# To incorporate in Pack or Not??



## Jax08 (Feb 13, 2009)

I was talking to my trainer about fostering and the problems a new dog can bring into a pack, whether it's aggression, dominance, grief when the dog leaves for his/her new home, instability caused by a continuously shuffling pack order...

She said that she always advises that the foster be set up similar to a boarding kennel. You socialize the dog, interact, teach manners/obedience, even let the dog interact with yours but the dog should be crated in a separate room or kenneled away from your own pack so it truly seems to them that the dog was just visiting.

I know we all want the dogs to be incorporated into our packs and make them feel "at home" but what she said made perfect sense to me in so many aspects.

Thoughts??? Issues you've had when fostering? How do your dogs act when a new dog is constantly introduced and then leaves?


----------



## TimberGSD2 (Nov 8, 2011)

When fostering for rescue I've never actually segregated the new dog from the pack. I wanted to see how the dog was in a family environment, with other dogs, cats, kids and in everyday life. I believe that will show you more about the dogs personality than having it as a "boarding" situation. I've fostered lots of dogs and my personal pack got used to new ones coming and going.


----------



## iluvmygsds (Jun 12, 2012)

You foster to help the dog acclimate to living in a home. You are not just there to feed and water and exercise it. I have fostered dogs and cats for the past 15 years and I never seperated unless it was for safety or health reasons. I do have to say though that I had to stop fostering when my oldest GSD was 1 because she did get too attached to the fosters and it was just too hard on her.


----------



## gsdraven (Jul 8, 2009)

I will say that when I have had to do that, it has always caused problems for me. I also know of someone with 2 separate packs in their house which has resulted in injuries if the one dog from the other pack accidentally gets loose with the other pack.

I know for my dogs, having the foster crated in a separate room causes them to be way more curious and "all over" that dog when trying to put them together and causes the foster to be on edge. Saw this especially with Holly. It was much easier when I started crating her in the same room as the other dogs and there was less tension. Holly also regressed when I added Dixie to the house who was also kept separate from my dogs and Holly. Holly's behavior got more difficult.

IMO, if you are going to commit to keeping the foster separate from the pack, fully commit to it.

My guys are ok when dogs leave. The only time I have seen it affect them was the very first one (so just Raven then) and I think a lot of it was her reacting to me.
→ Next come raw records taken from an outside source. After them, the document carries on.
#[async_trait]
impl BrowserDriver for ChromeDriver {
    async fn navigate(
        &self,
        url: &str,
        wait_until: WaitUntil,
    ) -> Result<NavigationInfo, DriverError> {
        let url = url.to_string();
        let action_timeout = self.options.action_timeout;
        let navigation_timeout = self.options.navigation_timeout;
        let dismiss = self.options.dismiss_consent;

        self.run(move |tab| {
            let target = format!("navigation to {url}");
            tab.navigate_to(&url)
                .map_err(|e| classify(e, &target, navigation_timeout))?;

            tab.set_default_timeout(navigation_timeout);
            let navigated = tab.wait_until_navigated().map(|_| ());
            tab.set_default_timeout(action_timeout);
            navigated.map_err(|e| classify(e, &target, navigation_timeout))?;

            wait_for_lifecycle(tab, wait_until, navigation_timeout, &target)?;

            let http_status = evaluate(tab, NAVIGATION_STATUS_JS)
                .ok()
                .flatten()
                .and_then(|v| v.as_u64())
                .and_then(|status| u16::try_from(status).ok())
                .filter(|status| *status > 0);

            if dismiss {
                dismiss_consent(tab);
            }

            Ok(NavigationInfo {
                url: tab.get_url(),
                http_status,
            })
        })
        .await
    }

    async fn click(&self, selector: &str) -> Result<(), DriverError> {
        let selector = selector.to_string();
        let timeout = self.options.action_timeout;
        self.run(move |tab| {
            find_element(tab, &selector, timeout)?
                .click()
                .map_err(|e| classify(e, &selector, timeout))?;
            Ok(())
        })
        .await
    }

    async fn type_into(&self, selector: &str, text: &str) -> Result<(), DriverError> {
        let selector = selector.to_string();
        let text = text.to_string();
        let timeout = self.options.action_timeout;
        self.run(move |tab| {
            let element = find_element(tab, &selector, timeout)?;
            let _ = element.call_js_fn(CLEAR_VALUE_JS, vec![], false);
            element
                .type_into(&text)
                .map_err(|e| classify(e, &selector, timeout))?;
            Ok(())
        })
        .await
    }

    async fn select_option(&self, selector: &str, value: &str) -> Result<(), DriverError> {
        let selector = selector.to_string();
        let value = value.to_string();
        let timeout = self.options.action_timeout;
        self.run(move |tab| {
            let element = find_element(tab, &selector, timeout)?;
            let selected = element
                .call_js_fn(SELECT_OPTION_JS, vec![json!(value)], false)
                .map_err(|e| classify(e, &selector, timeout))?
                .value
                .and_then(|v| v.as_bool())
                .unwrap_or(false);
            if selected {
                Ok(())
            } else {
                Err(DriverError::NotFound(format!(
                    "option '{value}' in '{selector}'"
                )))
            }
        })
        .await
    }

    async fn set_checkbox(&self, selector: &str, checked: bool) -> Result<(), DriverError> {
        let selector = selector.to_string();
        let timeout = self.options.action_timeout;
        self.run(move |tab| {
            let element = find_element(tab, &selector, timeout)?;
            if element_checked(&element)? != checked {
                element
                    .click()
                    .map_err(|e| classify(e, &selector, timeout))?;
            }
            if element_checked(&element)? == checked {
                Ok(())
            } else {
                Err(DriverError::Operation(format!(
                    "checkbox '{selector}' did not change state"
                )))
            }
        })
        .await
    }

    async fn upload_file(&self, selector: &str, path: &str) -> Result<(), DriverError> {
        if !Path::new(path).exists() {
            return Err(DriverError::InvalidArgument(format!(
                "file does not exist: {path}"
            )));
        }

        let selector = selector.to_string();
        let path = path.to_string();
        let timeout = self.options.action_timeout;
        self.run(move |tab| {
            let element = find_element(tab, &selector, timeout)?;
            tab.call_method(DOM::SetFileInputFiles {
                files: vec![path],
                node_id: None,
                backend_node_id: None,
                object_id: Some(element.remote_object_id.clone()),
            })
            .map_err(|e| classify(e, &selector, timeout))?;
            Ok(())
        })
        .await
    }

    async fn hover(&self, selector: &str) -> Result<(), DriverError> {
        let selector = selector.to_string();
        let timeout = self.options.action_timeout;
        self.run(move |tab| {
            find_element(tab, &selector, timeout)?
                .move_mouse_over()
                .map_err(|e| classify(e, &selector, timeout))?;
            Ok(())
        })
        .await
    }

    async fn scroll(&self, direction: ScrollDirection, pixels: i64) -> Result<(), DriverError> {
        let (dx, dy) = direction.offsets(pixels);
        self.run(move |tab| {
            evaluate(tab, &format!("window.scrollBy({dx}, {dy})"))?;
            Ok(())
        })
        .await
    }

    async fn press_key(&self, key: &str, selector: Option<&str>) -> Result<(), DriverError> {
        let key = key.to_string();
        let selector = selector.map(str::to_string);
        let timeout = self.options.action_timeout;
        self.run(move |tab| {
            if let Some(selector) = &selector {
                find_element(tab, selector, timeout)?
                    .call_js_fn(FOCUS_JS, vec![], false)
                    .map_err(|e| classify(e, selector, timeout))?;
            }
            tab.press_key(&key)
                .map_err(|e| DriverError::Operation(e.to_string()))?;
            Ok(())
        })
        .await
    }

    async fn wait_for(
        &self,
        selector: &str,
        timeout: Duration,
        state: WaitState,
    ) -> Result<(), DriverError> {
        let selector = selector.to_string();
        self.run(move |tab| {
            let parsed = Selector::parse(&selector);
            let deadline = Instant::now() + timeout;
            loop {
                match probe(tab, &parsed) {
                    ProbeState::Invalid => {
                        return Err(DriverError::InvalidArgument(format!(
                            "invalid selector '{selector}'"
                        )))
                    }
                    probed if state.is_satisfied(probed.present(), probed.visible()) => {
                        return Ok(())
                    }
                    _ => {}
                }
                if Instant::now() >= deadline {
                    return Err(DriverError::timeout(selector, timeout));
                }
                thread::sleep(POLL_INTERVAL);
            }
        })
        .await
    }

    async fn get_text(&self, selector: Option<&str>) -> Result<String, DriverError> {
        let selector = selector.map(str::to_string);
        let timeout = self.options.action_timeout;
        self.run(move |tab| match &selector {
            Some(selector) => find_element(tab, selector, timeout)?
                .get_inner_text()
                .map_err(|e| classify(e, selector, timeout)),
            None => Ok(evaluate(tab, PAGE_TEXT_JS)?
                .and_then(|v| v.as_str().map(String::from))
                .unwrap_or_default()),
        })
        .await
    }

    async fn get_attribute(
        &self,
        selector: &str,
        name: &str,
    ) -> Result<Option<String>, DriverError> {
        let selector = selector.to_string();
        let name = name.to_string();
        let timeout = self.options.action_timeout;
        self.run(move |tab| {
            let element = find_element(tab, &selector, timeout)?;
            if name.eq_ignore_ascii_case("innertext") {
                return element
                    .get_inner_text()
                    .map(Some)
                    .map_err(|e| classify(e, &selector, timeout));
            }
            let value = element
                .call_js_fn(GET_ATTRIBUTE_JS, vec![json!(name)], false)
                .map_err(|e| classify(e, &selector, timeout))?
                .value;
            Ok(match value {
                Some(Value::String(s)) => Some(s),
                _ => None,
            })
        })
        .await
    }

    async fn screenshot(
        &self,
        filename: Option<&str>,
        full_page: bool,
    ) -> Result<PathBuf, DriverError> {
        let filename = screenshot_filename(filename, Utc::now());
        let dir = self.options.screenshot_dir.clone();
        self.run(move |tab| {
            let clip = if full_page { page_clip(tab)? } else { None };
            let png = tab
                .capture_screenshot(CaptureScreenshotFormatOption::Png, None, clip, true)
                .map_err(|e| DriverError::Operation(e.to_string()))?;
            Ok(save_png(&dir, &filename, &png)?)
        })
        .await
    }

    async fn find_by_description(&self, description: &str) -> Result<String, DriverError> {
        let description = description.to_string();
        self.run(move |tab| {
            let candidates: Vec<(String, Selector)> = description_candidates(&description)
                .into_iter()
                .map(|raw| {
                    let parsed = Selector::parse(&raw);
                    (raw, parsed)
                })
                .collect();

            let deadline = Instant::now() + DESCRIPTION_PROBE_TIMEOUT;
            loop {
                for (raw, parsed) in &candidates {
                    if probe(tab, parsed).visible() {
                        return Ok(raw.clone());
                    }
                }
                if Instant::now() >= deadline {
                    return Err(DriverError::NotFound(description));
                }
                thread::sleep(POLL_INTERVAL);
            }
        })
        .await
    }

    async fn close(&self) {
        let tab = self
            .tab
            .lock()
            .unwrap_or_else(PoisonError::into_inner)
            .take();
        let browser = self
            .browser
            .lock()
            .unwrap_or_else(PoisonError::into_inner)
            .take();

        if tab.is_none() && browser.is_none() {
            return;
        }

        let closed = tokio::task::spawn_blocking(move || {
            if let Some(tab) = tab {
                let _ = tab.close(false);
            }
            drop(browser);
        })
        .await;

        match closed {
            Ok(()) => tracing::info!("Chrome closed"),
            Err(e) => tracing::warn!("Failed to close Chrome cleanly: {}", e),
        }
    }
}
I think taking a break when fostering is crucial. I know my guys, Raven especially, is tired of dogs always being in her space and really needs a break.


----------



## Lilie (Feb 3, 2010)

I would think if you have a very stable pack currently, they would be a great asset to a new foster. 

If I didn't have a stable pack, I wouldn't want to foster.


----------



## msvette2u (Mar 20, 2006)

We have dogs we integrate into our pack and they usually do well.
If they don't, they are put in with the 'foster dog' pack. 
Either way, the dogs are allowed to interact with either our pack, or each other, depending on the whole scenario.

If a dog is so bad/aggressive that we can't integrate it with either pack, which we have on occasion, that's toughest as it creates multiple "play groups" and outings and that's just a pain. Those dogs wind up going to "only dog" homes and that's tough as well, as often people have more than one dog.

Depending on the dog, it's level of "good" (if it chews or isn't housetrained, has tiffs with others, etc.) it may earn the right to stay out while we're gone, or at bedtime. Right now we have 3 foster dogs like this in our home. One is blind/deaf (born with no eyes, a double dapple) and she's so sweet and good she stays out and isn't crated while we're gone. 
It just depends on the dynamics and what not. Our dogs are used to dogs coming and going and don't "miss" the other dog when it's gone, because we have enough they can still all have a buddy when the other dogs get adopted out.


----------



## N Smith (Aug 25, 2011)

For me it depends on the dog, the amount of time they are there and who else is at my house. (I haven't fostered in 2 years due to my current competition/training schedule)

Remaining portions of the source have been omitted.